Representatives of Facebook, YouTube and Netflix were no-shows but their registration is mandatory, Col Natee said.

"We don't want to use the term 'illegal' for those OTT providers who fail to register, but their services are not in line with Thai law," he said.

Col Natee said the NBTC is considering taking measures to impose advertising or other bans on those who fail to register by the stated deadline, which would jeopardise their income.

He refused to elaborate, saying the picture would become clearer in the next few weeks.

However the regulator has no intention to issue fines or shut down their local service operations as it does not wish to inconvenience users, he said.

The remarks echo comments he made to representatives of the US-Asean Business Council (USABC) Thursday. Asean stands for the Association of Southeast Nations, a 10-member bloc.

The USABC representatives led by president Alexander Feldman met NBTC executives to discuss the newly issued regulatory framework for OTT businesses.

They asked the commission what would happen if the platform providers miss the deadline.

Col Natee said they would be permitted to keep operating but they would face tough measures that would eat into their major revenue streams.

He said any measures that are deployed would not interfere with the companies' creative content or OTT operations.

The NBTC will regulate such businesses on the basis of complaints received rather than adopting a paternal censorship role, he added.

Under the framework, foreign OTT platform providers are required to establish offices in Thailand, making them subject to corporate income tax.

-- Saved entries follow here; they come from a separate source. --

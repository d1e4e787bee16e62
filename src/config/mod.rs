pub mod settings;

pub use settings::Config;

use crate::error::FeedError;
use std::sync::Arc;

/// Loads `.env` (if present) and the process environment into a validated `Config`.
pub fn load_config() -> Result<Arc<Config>, FeedError> {
    dotenv::dotenv().ok(); // Load .env file if present, ignore errors

    let config = Config::from_env();
    validate(&config)?;
    config.validate_and_log();

    Ok(Arc::new(config))
}

pub fn validate(config: &Config) -> Result<(), FeedError> {
    url::Url::parse(&config.api_url)?;
    if config.api_limit == 0 {
        return Err(FeedError::Config("COIN_API_LIMIT must be > 0".to_string()));
    }
    if config.worker_pool_size == 0 {
        return Err(FeedError::Config("WORKER_POOL_SIZE must be > 0".to_string()));
    }
    if config.stream_channel_capacity == 0 {
        return Err(FeedError::Config(
            "STREAM_CHANNEL_CAPACITY must be > 0".to_string(),
        ));
    }
    if let Some(redis_url) = &config.redis_url {
        url::Url::parse(redis_url)?;
    }
    Ok(())
}
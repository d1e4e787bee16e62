//! Fixed-concurrency task pool.
//!
//! Every task is a detached tokio task that first acquires one of `size`
//! semaphore permits, so at most `size` tasks execute their body at once
//! while the rest wait in the semaphore queue. Callers never block.

use log::debug;
use std::future::Future;
use std::sync::atomic::{AtomicUsize, Ordering};
use std::sync::Arc;
use tokio::sync::Semaphore;
use tokio::task::JoinHandle;

#[derive(Clone, Debug)]
pub struct WorkerPool {
    semaphore: Arc<Semaphore>,
    size: usize,
    active: Arc<AtomicUsize>,
    pending: Arc<AtomicUsize>,
}

struct CounterGuard(Arc<AtomicUsize>);

impl CounterGuard {
    fn enter(counter: &Arc<AtomicUsize>) -> Self {
        counter.fetch_add(1, Ordering::AcqRel);
        Self(Arc::clone(counter))
    }
}

impl Drop for CounterGuard {
    fn drop(&mut self) {
        self.0.fetch_sub(1, Ordering::AcqRel);
    }
}

impl WorkerPool {
    pub fn new(size: usize) -> Self {
        let size = size.max(1);
        Self {
            semaphore: Arc::new(Semaphore::new(size)),
            size,
            active: Arc::new(AtomicUsize::new(0)),
            pending: Arc::new(AtomicUsize::new(0)),
        }
    }

    /// Queues `task` on the pool. Returns immediately.
    pub fn spawn<F>(&self, task: F) -> JoinHandle<()>
    where
        F: Future<Output = ()> + Send + 'static,
    {
        let semaphore = Arc::clone(&self.semaphore);
        let active = Arc::clone(&self.active);
        let pending = CounterGuard::enter(&self.pending);

        tokio::spawn(async move {
            let permit = semaphore.acquire_owned().await;
            drop(pending);
            let _permit = match permit {
                Ok(permit) => permit,
                Err(_) => {
                    debug!("Worker pool closed, dropping task");
                    return;
                }
            };
            let _active = CounterGuard::enter(&active);
            task.await;
        })
    }

    pub fn size(&self) -> usize {
        self.size
    }

    /// Tasks currently executing.
    pub fn active(&self) -> usize {
        self.active.load(Ordering::Acquire)
    }

    /// Tasks waiting for a worker.
    pub fn pending(&self) -> usize {
        self.pending.load(Ordering::Acquire)
    }
}
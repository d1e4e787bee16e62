//! Data module root
// Ticker records, their mapping, and the remote/local sources behind them.

pub mod cache;
pub mod local;
pub mod mapper;
pub mod remote;
pub mod source;
pub mod types;

pub use cache::RedisLocalSource;
pub use local::MemoryLocalSource;
pub use mapper::CoinMapper;
pub use remote::HttpRemoteSource;
pub use source::{LocalSource, RemoteSource};
pub use types::{total_market_cap, CoinRecord, CoinView};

The local office must be registered as a legal entity, meaning it must have executives who are authorised to issue orders related to the services and clarify any problems that emerge locally.

The NBTC's advisory panel reported earlier that OTT services in Thailand can be divided into two schools -- those based on a free platform, which are driven through advertising, and those based on a paid platform, which require monthly payments from subscribers or payment-on-demand.

The free OTT platform includes Line TV, YouTube, and some digital TV channels that broadcast their programmes on OTT platforms, including Channels 3, 7, 8 and Workpoint TV.

Paid OTT platforms include Netflix, Iflix, Hollywood HDTV, PrimeTime, AIS Play and TrueVisions Anywhere.

Yet legal experts voiced their concern earlier this week that the move to control foreign OTT service providers by making them set up local entities is putting the government on rocky ground as there are no legal provisions for this.

No country has regulated its OTT services yet. This means Thailand would become the first to do so if the NBTC presses ahead with its plan, said Paiboon Amonpinyokeat, founder of P&P Law Firm.

Setting up local units is financially cumbersome and time consuming, critics say.